Something fun has come to the eastern edge of the City of Oakdale, just in time for fall.
After four seasons of anticipation and planning, the young family team of Sons Farm Fresh have opened a Pumpkin Patch at their 1936 E. F St., Oakdale, location.
Siblings Madison, Jackson, Allison and Hudson Ruvalcaba spent a bit more time through the summer cultivating 20,000 varieties of pumpkin seedlings to help launch the recent addition to their family farm stand.
Now in their fourth season of operating the fruit stand, the “Sons” of Sons Farm Fresh (Madison, Jackson, Allison and Hudson) have not only extended their season of keeping the stand open, but their operating hours as well. The fruit stand is open daily from 9 a.m. to 6 p.m.; while the Pumpkin Patch remains open until 7 p.m.
“We wanted to do it last year but we just never, never got to it and school was starting up, so we said this year is the year to do it,” Jackson Ruvalcaba shared. “We planted over 20,000 pumpkin seeds. We have probably over 50 different varieties that we’ve harvested. The majority grown together.”
Madison and Jackson maintain the stand most days, as younger siblings Allison and Hudson have returned to school. Madison is a 2021 graduate from Master’s University. Jackson remains in college, balancing his studies with the family business.
The sibling foursome put much time and attention, as well as sweat equity, into the newly opened space, taking the east side stop from a great place to pick up produce to a destination stop for fall fun.
Situated just behind the fruit stand, visitors are treated to a quaint space filled with pumpkins of all shapes, colors and varieties, as well as niches for photo ops, games for kids and a hay maze.
Initially the space was pasture land. During the course of a month, with the help of family and close friends, trees were removed, as well as a fence.
“Oh my gosh, I look back, a few weeks ago when we started this and every single day there was one big project we had to do,” Madison shared of the transformation. “We started with taking down the fence, leveling, walnut shells, gravel hay and I just can’t even believe how much work we had to do … but it was the most rewarding.
“I’m so happy we could bring this to the community and just have something here in Oakdale for everybody,” she continued.
The content, as well as the layout is impressive for a fist year pumpkin patch, all of which was intentional. According to Madison, the four siblings held a “family meeting” and brainstormed all the things they’d like to see featured. The final cut included a “pumpkin house,” adult seating areas, play areas for children, a pumpkin carving area and an addition of vendor space. Throughout the season the “SONS” plan to host varying vendors, as well as a food truck for visitors.

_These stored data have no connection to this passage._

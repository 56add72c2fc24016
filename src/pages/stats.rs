use liftlog_core::commands::exercises;
use liftlog_core::commands::stats::{self, DEFAULT_STATS_LIMIT};
use liftlog_core::service::{Exercise, User};

use super::{format_weight, print_catalog, print_help};
use crate::app::Route;
use crate::context::AppContext;
use crate::input::{parse_position, Input};

const COMMANDS: &[(&str, &str)] = &[
    ("<n>", "show progress for exercise n"),
    ("(enter)", "list exercises"),
];

pub async fn run(ctx: &AppContext, input: &mut Input, user: &User) -> anyhow::Result<Route> {
    let catalog = ctx
        .ok(exercises::list(ctx.service.as_ref(), &user.id).await)
        .unwrap_or_default();
    println!();
    println!("Progress by exercise");
    print_catalog(&catalog);

    loop {
        let Some(line) = input.prompt("stats").await? else {
            return Ok(Route::Quit);
        };
        if let Some(route) = Route::parse(&line) {
            return Ok(route);
        }
        if line.is_empty() {
            print_catalog(&catalog);
            continue;
        }
        match parse_position(&line).and_then(|i| catalog.get(i)) {
            Some(exercise) => show(ctx, user, exercise).await,
            None => print_help(COMMANDS),
        }
    }
}

async fn show(ctx: &AppContext, user: &User, exercise: &Exercise) {
    let Some(series) = ctx.ok(
        stats::series(ctx.service.as_ref(), &user.id, &exercise.id, DEFAULT_STATS_LIMIT).await,
    ) else {
        return;
    };

    println!();
    println!("{}", exercise.name);
    if series.is_empty() {
        println!("  Nothing logged for this exercise yet.");
        return;
    }

    println!("  {:<12} {:>10} {:>6} {:>5}", "date", "max kg", "reps", "sets");
    for point in &series {
        println!(
            "  {:<12} {:>10} {:>6} {:>5}",
            point.date.format("%Y-%m-%d").to_string(),
            format_weight(point.max_weight),
            point.total_reps,
            point.total_sets
        );
    }

    match stats::progress(&series) {
        Some(progress) => {
            println!(
                "  Weight {:+} kg ({:+}%), reps {:+} ({:+}%) over {} workouts",
                progress.weight_change,
                progress.weight_percent,
                progress.reps_change,
                progress.reps_percent,
                series.len()
            );
        }
        None => println!("  Log one more workout to see progress."),
    }
}
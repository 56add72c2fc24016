//! Past workouts and the dashboard summary.

use chrono::NaiveDate;
use serde::Serialize;
use tracing::info;

use crate::error::Result;
use crate::service::{DataService, WorkoutRecord};

pub const DEFAULT_HISTORY_LIMIT: usize = 50;
/// Recent workouts fetched for the dashboard, before today's is filtered out.
const DASHBOARD_FETCH_LIMIT: usize = 5;
const DASHBOARD_RECENT: usize = 3;

/// Totals shown next to a workout in lists.
#[derive(Debug, Clone, PartialEq, Serialize)]
pub struct WorkoutSummary {
    pub id: Option<String>,
    pub date: NaiveDate,
    pub exercise_count: usize,
    pub set_count: usize,
    /// Sum of weight x reps, rounded.
    pub volume: u64,
}

impl From<&WorkoutRecord> for WorkoutSummary {
    fn from(record: &WorkoutRecord) -> Self {
        let volume: f64 = record
            .exercises
            .iter()
            .flat_map(|e| e.sets.iter())
            .map(|s| s.weight * s.reps as f64)
            .sum();
        Self {
            id: record.id.clone(),
            date: record.date,
            exercise_count: record.exercises.len(),
            set_count: record.set_count(),
            volume: volume.round() as u64,
        }
    }
}

#[derive(Debug, Clone, PartialEq, Serialize)]
pub struct Dashboard {
    pub today: Option<WorkoutSummary>,
    pub recent: Vec<WorkoutSummary>,
}

/// Most recent first.
pub async fn recent(
    service: &dyn DataService,
    user_id: &str,
    limit: usize,
) -> Result<Vec<WorkoutRecord>> {
    let workouts = service.list_workouts(user_id, limit).await?;
    info!("Listed {} workouts", workouts.len());
    Ok(workouts)
}

pub async fn delete(service: &dyn DataService, workout_id: &str) -> Result<()> {
    service.delete_workout(workout_id).await?;
    info!("Deleted workout {}", workout_id);
    Ok(())
}

pub async fn dashboard(
    service: &dyn DataService,
    user_id: &str,
    today: NaiveDate,
) -> Result<Dashboard> {
    let current = service.get_workout(user_id, today).await?;
    let history = service.list_workouts(user_id, DASHBOARD_FETCH_LIMIT).await?;

    Ok(Dashboard {
        today: current.as_ref().map(WorkoutSummary::from),
        recent: history
            .iter()
            .filter(|w| w.date != today)
            .take(DASHBOARD_RECENT)
            .map(WorkoutSummary::from)
            .collect(),
    })
}

/// Consecutive runs of workouts sharing a calendar month, in input order.
pub fn group_by_month(workouts: &[WorkoutRecord]) -> Vec<(String, Vec<&WorkoutRecord>)> {
    let mut groups: Vec<(String, Vec<&WorkoutRecord>)> = Vec::new();
    for workout in workouts {
        let key = workout.date.format("%B %Y").to_string();
        if let Some((last, members)) = groups.last_mut() {
            if *last == key {
                members.push(workout);
                continue;
            }
        }
        groups.push((key, vec![workout]));
    }
    groups
}

#[cfg(test)]
mod tests {
    use super::*;
    use crate::service::{InMemoryDataService, SetRecord, WorkoutEntryRecord};

    fn workout(date: NaiveDate, sets: Vec<SetRecord>) -> WorkoutRecord {
        WorkoutRecord {
            id: Some(format!("w-{}", date)),
            user_id: "u-1".to_string(),
            date,
            exercises: vec![WorkoutEntryRecord {
                exercise_id: "e-1".to_string(),
                exercise_name: "Squat".to_string(),
                sets,
            }],
        }
    }

    fn day(m: u32, d: u32) -> NaiveDate {
        NaiveDate::from_ymd_opt(2026, m, d).unwrap()
    }

    #[test]
    fn test_summary_counts_and_volume() {
        let record = workout(
            day(3, 1),
            vec![
                SetRecord { weight: 100.0, reps: 5 },
                SetRecord { weight: 102.5, reps: 3 },
            ],
        );
        let summary = WorkoutSummary::from(&record);
        assert_eq!(summary.exercise_count, 1);
        assert_eq!(summary.set_count, 2);
        assert_eq!(summary.volume, 808);
    }

    #[tokio::test]
    async fn test_dashboard_splits_today_from_recent() {
        let service = InMemoryDataService::new();
        for d in 1..=6 {
            service.insert_workout(workout(day(3, d), vec![]));
        }

        let dash = dashboard(&service, "u-1", day(3, 6)).await.unwrap();

        assert_eq!(dash.today.unwrap().date, day(3, 6));
        let dates: Vec<_> = dash.recent.iter().map(|s| s.date).collect();
        assert_eq!(dates, vec![day(3, 5), day(3, 4), day(3, 3)]);
    }

    #[tokio::test]
    async fn test_dashboard_without_today() {
        let service = InMemoryDataService::new();
        service.insert_workout(workout(day(3, 1), vec![]));

        let dash = dashboard(&service, "u-1", day(3, 9)).await.unwrap();
        assert!(dash.today.is_none());
        assert_eq!(dash.recent.len(), 1);
    }

    #[tokio::test]
    async fn test_delete_then_recent() {
        let service = InMemoryDataService::new();
        service.insert_workout(workout(day(3, 1), vec![]));
        service.insert_workout(workout(day(3, 2), vec![]));

        delete(&service, "w-2026-03-01").await.unwrap();
        let left = recent(&service, "u-1", DEFAULT_HISTORY_LIMIT).await.unwrap();
        assert_eq!(left.len(), 1);
        assert_eq!(left[0].date, day(3, 2));
    }

    #[test]
    fn test_group_by_month() {
        let workouts = vec![
            workout(day(4, 2), vec![]),
            workout(day(4, 1), vec![]),
            workout(day(3, 30), vec![]),
        ];
        let groups = group_by_month(&workouts);
        assert_eq!(groups.len(), 2);
        assert_eq!(groups[0].0, "April 2026");
        assert_eq!(groups[0].1.len(), 2);
        assert_eq!(groups[1].0, "March 2026");
    }
}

Pumpkins are priced by size, which include: minis, extra small, small, medium, large, extra large and then huge jumbo ones as well.
Patrons of the fruit stand will also be happy to learn the addition of the pumpkin patch has extended the season until November.
“We get a lot of support from our community and we just love giving back and I feel like this is something we don’t have here,” Madison said of the pumpkin patch. “So being able to see kids so happy running around smiling just makes us so happy.”
And with the autumnal equinox on Sept. 22 signaling the official start of fall, it is just in time.
“I was a little bit nervous because it’s our first year,” Madison acknowledged, “but I have not been this excited in so long. It’s something we wanted to do since the first season.”
As for the originally launched summer family business, spearheaded by four siblings – it has now turned into a way of life for both Madison and Jackson.
“I’ve not graduated yet, I’m doing this full time right now,” Jackson said. “Once we close in the wintertime, then I’ll go back to school, and then do a semester there. And then, yes, because during the winter time, we start probably over 80,000 seeds, so we were still starting seeds prepping the ground getting everything ready for the season to start up again.”
“I mean even with me, I grew up always wanting to be a teacher, I wanted to teach special ed,” Madison shared. “Now I just want to be fully invested in the pumpkin patch and actually I’m having schools come out to the pumpkin patch to do field trips, so I’m able to teach them at the pumpkin patch. Things like how a pumpkin grows what it looks like inside.”
Hands-on learning, courtesy of a local fruit stand and nature’s bounty.
“So it’s kind of neat to see that I’m actually able to use my teaching that I’ve learned through the pumpkin patch,” the once aspiring teacher turned grower said. “I love doing this every day; it does not even feel like work to me, it just feels like I’m just having so much fun every day.”